# Task description:
Nothing belongs in the answer except the lines of the material that include "feature".
+++ Provided entries
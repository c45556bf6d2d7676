//! PostgreSQL platform
//!
//! Accepts libpq key/value strings (`host=... dbname=...`) and
//! `postgres://` URLs. The driver is `tokio-postgres` behind the `postgres`
//! feature; without it the platform still renders SQL but cannot connect.

use crate::connection_string::database_from_url;
use crate::error::{DbError, DbResult};
use crate::traits::{DbConnection, PlatformDataService, PlatformFlags, PlatformOptions, SqlTemplates};
use async_trait::async_trait;
use yq_sql::SeparatorRule;

static TEMPLATES: SqlTemplates = SqlTemplates {
    check_database_exists: "SELECT EXISTS (SELECT 1 FROM pg_database WHERE datname = '${YUNIQL_DB_NAME}')",
    create_database: "CREATE DATABASE \"${YUNIQL_DB_NAME}\"",
    check_schema_exists: "SELECT EXISTS (SELECT 1 FROM pg_namespace WHERE nspname = '${YUNIQL_SCHEMA_NAME}')",
    create_schema: "CREATE SCHEMA IF NOT EXISTS \"${YUNIQL_SCHEMA_NAME}\"",
    check_table_exists: "SELECT EXISTS (SELECT 1 FROM pg_tables WHERE schemaname = '${YUNIQL_SCHEMA_NAME}' AND tablename = '${YUNIQL_TABLE_NAME}')",
    create_table: "CREATE TABLE \"${YUNIQL_SCHEMA_NAME}\".\"${YUNIQL_TABLE_NAME}\" (
    sequence_id SERIAL PRIMARY KEY,
    version VARCHAR(190) NOT NULL,
    applied_on_utc TIMESTAMP WITHOUT TIME ZONE NOT NULL,
    applied_by_user VARCHAR(128) NOT NULL,
    applied_by_tool VARCHAR(32) NOT NULL,
    applied_by_tool_version VARCHAR(16) NOT NULL,
    status VARCHAR(32) NOT NULL,
    duration_ms BIGINT NOT NULL,
    checksum VARCHAR(64) NOT NULL,
    failed_script_path VARCHAR(4000) NULL,
    failed_script_error VARCHAR(4000) NULL,
    additional_artifacts VARCHAR(4000) NULL,
    CONSTRAINT ix_${YUNIQL_TABLE_NAME} UNIQUE (version)
)",
    get_current_version: "SELECT version FROM \"${YUNIQL_SCHEMA_NAME}\".\"${YUNIQL_TABLE_NAME}\" WHERE status = 'Successful'",
    get_all_versions: "SELECT sequence_id, version, applied_on_utc, applied_by_user, applied_by_tool, applied_by_tool_version, status, duration_ms, checksum, failed_script_path, failed_script_error, additional_artifacts FROM \"${YUNIQL_SCHEMA_NAME}\".\"${YUNIQL_TABLE_NAME}\" ORDER BY sequence_id",
    insert_version: "INSERT INTO \"${YUNIQL_SCHEMA_NAME}\".\"${YUNIQL_TABLE_NAME}\" (version, applied_on_utc, applied_by_user, applied_by_tool, applied_by_tool_version, status, duration_ms, checksum, failed_script_path, failed_script_error, additional_artifacts) VALUES ('${YUNIQL_VERSION}', '${YUNIQL_APPLIED_ON_UTC}', '${YUNIQL_APPLIED_BY_USER}', '${YUNIQL_APPLIED_BY_TOOL}', '${YUNIQL_APPLIED_BY_TOOL_VERSION}', '${YUNIQL_STATUS}', ${YUNIQL_DURATION_MS}, '${YUNIQL_CHECKSUM}', NULLIF('${YUNIQL_FAILED_SCRIPT_PATH}', ''), NULLIF('${YUNIQL_FAILED_SCRIPT_ERROR}', ''), NULLIF('${YUNIQL_ADDITIONAL_ARTIFACTS}', ''))",
    update_version: "UPDATE \"${YUNIQL_SCHEMA_NAME}\".\"${YUNIQL_TABLE_NAME}\" SET applied_on_utc = '${YUNIQL_APPLIED_ON_UTC}', applied_by_user = '${YUNIQL_APPLIED_BY_USER}', applied_by_tool = '${YUNIQL_APPLIED_BY_TOOL}', applied_by_tool_version = '${YUNIQL_APPLIED_BY_TOOL_VERSION}', status = '${YUNIQL_STATUS}', duration_ms = ${YUNIQL_DURATION_MS}, checksum = '${YUNIQL_CHECKSUM}', failed_script_path = NULLIF('${YUNIQL_FAILED_SCRIPT_PATH}', ''), failed_script_error = NULLIF('${YUNIQL_FAILED_SCRIPT_ERROR}', ''), additional_artifacts = NULLIF('${YUNIQL_ADDITIONAL_ARTIFACTS}', '') WHERE version = '${YUNIQL_VERSION}'",
    clear_versions: "DELETE FROM \"${YUNIQL_SCHEMA_NAME}\".\"${YUNIQL_TABLE_NAME}\"",
};

/// Database name from a key/value string or URL
pub(crate) fn pg_database_name(platform: &str, raw: &str) -> DbResult<String> {
    if let Some(db) = database_from_url(raw) {
        return Ok(db);
    }
    let lookup = |key: &str| {
        raw.split_whitespace()
            .filter_map(|part| part.split_once('='))
            .find(|(k, _)| k.eq_ignore_ascii_case(key))
            .map(|(_, v)| v.trim_matches('\'').to_string())
            .filter(|v| !v.is_empty())
    };
    lookup("dbname")
        .or_else(|| lookup("user"))
        .ok_or_else(|| DbError::InvalidConnectionString {
            platform: platform.to_string(),
            message: "no dbname (or user) in connection string".to_string(),
        })
}

/// PostgreSQL platform
pub struct PostgresPlatform {
    options: PlatformOptions,
}

impl PostgresPlatform {
    pub fn new(options: PlatformOptions) -> DbResult<Self> {
        let platform = Self { options };
        platform.database_name()?;
        Ok(platform)
    }
}

#[async_trait]
impl PlatformDataService for PostgresPlatform {
    fn name(&self) -> &'static str {
        "postgresql"
    }

    fn options(&self) -> &PlatformOptions {
        &self.options
    }

    fn flags(&self) -> PlatformFlags {
        PlatformFlags {
            atomic_ddl: true,
            schemas: true,
            batch_sql: true,
            default_schema: Some("public"),
        }
    }

    fn templates(&self) -> &'static SqlTemplates {
        &TEMPLATES
    }

    fn default_separator(&self) -> Option<SeparatorRule> {
        None
    }

    fn database_name(&self) -> DbResult<String> {
        pg_database_name(self.name(), &self.options.connection_string)
    }

    async fn connect(&self) -> DbResult<Box<dyn DbConnection>> {
        driver::connect(&self.options, None).await
    }

    async fn connect_master(&self) -> DbResult<Box<dyn DbConnection>> {
        driver::connect(&self.options, Some("postgres")).await
    }
}

#[cfg(feature = "postgres")]
pub(crate) mod driver {
    use crate::error::{DbError, DbResult, SqlFailure};
    use crate::traits::{DbConnection, PlatformOptions};
    use async_trait::async_trait;
    use tokio_postgres::{Client, Config, NoTls, SimpleQueryMessage};

    /// Open a session, optionally against another database on the same server.
    pub(crate) async fn connect(
        options: &PlatformOptions,
        database: Option<&str>,
    ) -> DbResult<Box<dyn DbConnection>> {
        let raw = match database {
            Some(db) => crate::connection_string::replace_url_database(
                &options.connection_string,
                db,
            )
            .unwrap_or_else(|| options.connection_string.clone()),
            None => options.connection_string.clone(),
        };
        let mut config: Config = raw.parse().map_err(|e: tokio_postgres::Error| {
            DbError::InvalidConnectionString {
                platform: "postgresql".to_string(),
                message: e.to_string(),
            }
        })?;
        if let Some(db) = database {
            config.dbname(db);
        }

        let (client, connection) = config
            .connect(NoTls)
            .await
            .map_err(|e| DbError::ConnectionError(e.to_string()))?;
        tokio::spawn(async move {
            if let Err(e) = connection.await {
                log::error!("PostgreSQL connection closed with error: {}", e);
            }
        });

        let conn = PostgresConnection { client };
        conn.execute(&format!(
            "SET statement_timeout = {}",
            options.command_timeout_secs.saturating_mul(1000)
        ))
        .await?;
        Ok(Box::new(conn))
    }

    /// Normalise a driver error raised while running `statement`
    fn map_error(err: tokio_postgres::Error, statement: &str) -> DbError {
        if let Some(db) = err.as_db_error() {
            return DbError::Sql(SqlFailure {
                code: Some(db.code().code().to_string()),
                message: db.message().to_string(),
                statement: Some(statement.to_string()),
            });
        }
        if err.is_closed() {
            return DbError::ConnectionError(err.to_string());
        }
        DbError::sql(None, err.to_string(), statement)
    }

    pub(crate) struct PostgresConnection {
        client: Client,
    }

    impl PostgresConnection {
        async fn simple(&self, sql: &str) -> DbResult<Vec<SimpleQueryMessage>> {
            self.client
                .simple_query(sql)
                .await
                .map_err(|e| map_error(e, sql))
        }
    }

    #[async_trait]
    impl DbConnection for PostgresConnection {
        async fn execute(&self, sql: &str) -> DbResult<u64> {
            let affected = self
                .simple(sql)
                .await?
                .into_iter()
                .map(|msg| match msg {
                    SimpleQueryMessage::CommandComplete(n) => n,
                    _ => 0,
                })
                .sum();
            Ok(affected)
        }

        async fn query_rows(&self, sql: &str) -> DbResult<Vec<Vec<Option<String>>>> {
            let rows = self
                .simple(sql)
                .await?
                .into_iter()
                .filter_map(|msg| match msg {
                    SimpleQueryMessage::Row(row) => Some(
                        (0..row.len())
                            .map(|i| row.get(i).map(str::to_string))
                            .collect(),
                    ),
                    _ => None,
                })
                .collect();
            Ok(rows)
        }

        async fn begin(&self) -> DbResult<()> {
            self.simple("BEGIN").await.map(|_| ())
        }

        async fn commit(&self) -> DbResult<()> {
            self.simple("COMMIT").await.map(|_| ())
        }

        async fn rollback(&self) -> DbResult<()> {
            self.simple("ROLLBACK").await.map(|_| ())
        }

        fn db_type(&self) -> &'static str {
            "postgresql"
        }
    }
}

#[cfg(not(feature = "postgres"))]
pub(crate) mod driver {
    use crate::error::DbResult;
    use crate::traits::{driver_not_available, DbConnection, PlatformOptions};

    pub(crate) async fn connect(
        _options: &PlatformOptions,
        _database: Option<&str>,
    ) -> DbResult<Box<dyn DbConnection>> {
        Err(driver_not_available("postgresql"))
    }
}

#[cfg(test)]
#[path = "postgres_test.rs"]
mod tests;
++++++
# Answer to this problem:
//! feature; without it the platform still renders SQL but cannot connect.
#[cfg(feature = "postgres")]
#[cfg(not(feature = "postgres"))]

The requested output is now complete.